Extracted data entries

┌────────

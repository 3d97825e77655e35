//! Solo-family placement.
//!
//! Protocols of a solo family (amphibians by default) are never bucketed.
//! Each occurrence becomes its own visit, and consecutive visits of the
//! family are kept apart by the largest minimum gap among its protocols.

use chrono::Duration;

use super::bucketing::{Bucket, BucketSet};
use crate::models::DateWindow;
use crate::validation::GenerationWarning;

/// Places every solo slot in its own bucket.
pub(crate) fn place_solo(set: &mut BucketSet<'_>, warnings: &mut Vec<GenerationWarning>) {
    let table = set.table;
    let protocols = set.protocols;

    // Families in first-seen order
    let mut families: Vec<String> = Vec::new();
    for s in table.slots.iter().filter(|s| s.solo) {
        let key = protocols[s.protocol].family_key();
        if !families.contains(&key) {
            families.push(key);
        }
    }

    for family in families {
        let mut slots: Vec<usize> = (0..table.slots.len())
            .filter(|&i| {
                let s = &table.slots[i];
                s.solo && protocols[s.protocol].family_key() == family
            })
            .collect();
        slots.sort_by_key(|&i| (table.slots[i].window.from, table.slots[i].protocol));

        let gap = slots
            .iter()
            .map(|&i| protocols[table.slots[i].protocol].min_gap_days())
            .max()
            .unwrap_or(0);

        let mut previous_from = None;
        for slot in slots {
            let s = &table.slots[slot];
            let earliest = match previous_from {
                Some(prev) if gap > 0 => s.window.from.max(prev + Duration::days(gap)),
                _ => s.window.from,
            };
            let window = if earliest <= s.window.to {
                DateWindow::new(earliest, s.window.to)
            } else {
                warnings.push(set.gap_warning(slot));
                s.window
            };
            set.push(Bucket {
                members: vec![slot],
                window,
                parts: s.parts,
                fixed_part: None,
                solo: true,
            });
            previous_from = Some(window.from);
        }
    }
}
//! Parts of day and allowed-part sets.
//!
//! A protocol allows a set of parts of day; `None` (unconstrained) matches
//! anything on intersection. A bucket's set is the intersection of its
//! members' sets, resolved to one concrete part by preference order
//! Morning > Evening > Daytime.

use serde::{Deserialize, Serialize};
use std::fmt;

use super::{Protocol, TimingReference};

/// The portion of the day a visit takes place in.
#[derive(Debug, Clone, Copy, PartialEq, Eq, Hash, PartialOrd, Ord, Serialize, Deserialize)]
pub enum PartOfDay {
    /// Around sunrise ("Ochtend").
    Morning,
    /// Around sunset and night ("Avond").
    Evening,
    /// Daylight hours ("Dag").
    Daytime,
}

impl PartOfDay {
    /// All parts in resolution preference order.
    pub const PREFERENCE: [PartOfDay; 3] =
        [PartOfDay::Morning, PartOfDay::Evening, PartOfDay::Daytime];

    /// Dutch planning label.
    pub fn label(&self) -> &'static str {
        match self {
            PartOfDay::Morning => "Ochtend",
            PartOfDay::Evening => "Avond",
            PartOfDay::Daytime => "Dag",
        }
    }

    /// Parses a Dutch or English label.
    pub fn from_label(label: &str) -> Option<Self> {
        match label.trim().to_lowercase().as_str() {
            "ochtend" | "morning" => Some(PartOfDay::Morning),
            "avond" | "evening" => Some(PartOfDay::Evening),
            "dag" | "daytime" => Some(PartOfDay::Daytime),
            _ => None,
        }
    }

    fn bit(self) -> u8 {
        match self {
            PartOfDay::Morning => 0b001,
            PartOfDay::Evening => 0b010,
            PartOfDay::Daytime => 0b100,
        }
    }
}

impl fmt::Display for PartOfDay {
    fn fmt(&self, f: &mut fmt::Formatter<'_>) -> fmt::Result {
        f.write_str(self.label())
    }
}

/// A set of allowed parts of day.
#[derive(Clone, Copy, PartialEq, Eq, Hash, Default, Serialize, Deserialize)]
pub struct PartSet(u8);

impl PartSet {
    /// The empty set.
    pub const EMPTY: PartSet = PartSet(0);

    /// Set with a single part.
    pub fn only(part: PartOfDay) -> Self {
        Self(part.bit())
    }

    /// Set from a list of parts.
    pub fn of(parts: &[PartOfDay]) -> Self {
        Self(parts.iter().fold(0, |acc, p| acc | p.bit()))
    }

    /// Whether a part is allowed.
    #[inline]
    pub fn contains(&self, part: PartOfDay) -> bool {
        self.0 & part.bit() != 0
    }

    #[inline]
    pub fn is_empty(&self) -> bool {
        self.0 == 0
    }

    /// Number of parts in the set.
    pub fn len(&self) -> usize {
        self.0.count_ones() as usize
    }

    pub fn union(&self, other: PartSet) -> PartSet {
        PartSet(self.0 | other.0)
    }

    pub fn intersect(&self, other: PartSet) -> PartSet {
        PartSet(self.0 & other.0)
    }

    /// Parts in preference order.
    pub fn iter(&self) -> impl Iterator<Item = PartOfDay> + '_ {
        PartOfDay::PREFERENCE
            .into_iter()
            .filter(move |p| self.contains(*p))
    }

    /// Most preferred part in the set.
    pub fn preferred(&self) -> Option<PartOfDay> {
        self.iter().next()
    }

    /// Allowed parts for a protocol: hard flags first, then timing.
    ///
    /// Both flags set yields the union {Morning, Evening}: each part is
    /// individually required, not jointly. Returns `None` when the protocol
    /// does not constrain the part of day.
    pub fn for_protocol(protocol: &Protocol) -> Option<PartSet> {
        let mut forced = PartSet::EMPTY;
        if protocol.requires_morning_visit {
            forced = forced.union(PartSet::only(PartOfDay::Morning));
        }
        if protocol.requires_evening_visit {
            forced = forced.union(PartSet::only(PartOfDay::Evening));
        }
        if !forced.is_empty() {
            return Some(forced);
        }
        Self::for_timing(protocol)
    }

    /// Allowed parts derived from timing references only.
    pub fn for_timing(protocol: &Protocol) -> Option<PartSet> {
        use TimingReference::*;

        let night = PartSet::of(&[PartOfDay::Evening, PartOfDay::Morning]);
        match (protocol.start_timing_reference, protocol.end_timing_reference) {
            (Some(SunsetToSunrise), _) | (Some(Sunset), Some(Sunrise)) => Some(night),
            (Some(Sunset), _) => Some(PartSet::only(PartOfDay::Evening)),
            (Some(Sunrise), _) => Some(PartSet::only(PartOfDay::Morning)),
            (Some(Daytime), _) => Some(PartSet::only(PartOfDay::Daytime)),
            // Concrete choice deferred to bucket formation.
            (Some(AbsoluteTime), _) => Some(night),
            _ => None,
        }
    }
}

impl fmt::Debug for PartSet {
    fn fmt(&self, f: &mut fmt::Formatter<'_>) -> fmt::Result {
        f.debug_set().entries(self.iter()).finish()
    }
}

/// Intersects two optional sets; `None` is unconstrained.
pub fn intersect_parts(a: Option<PartSet>, b: Option<PartSet>) -> Option<PartSet> {
    match (a, b) {
        (None, other) | (other, None) => other,
        (Some(x), Some(y)) => Some(x.intersect(y)),
    }
}

/// Whether two optional sets share a part (unconstrained matches all).
pub fn parts_compatible(a: Option<PartSet>, b: Option<PartSet>) -> bool {
    match (a, b) {
        (Some(x), Some(y)) => !x.intersect(y).is_empty(),
        _ => true,
    }
}

/// Whether `part` is allowed by an optional set.
pub fn part_allowed(set: Option<PartSet>, part: PartOfDay) -> bool {
    set.map_or(true, |s| s.contains(part))
}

└────────

Task brief - Copy every line of the records above that contains "sets".

Output for this task -
//! Parts of day and allowed-part sets.
//! members' sets, resolved to one concrete part by preference order
/// Intersects two optional sets; `None` is unconstrained.
/// Whether two optional sets share a part (unconstrained matches all).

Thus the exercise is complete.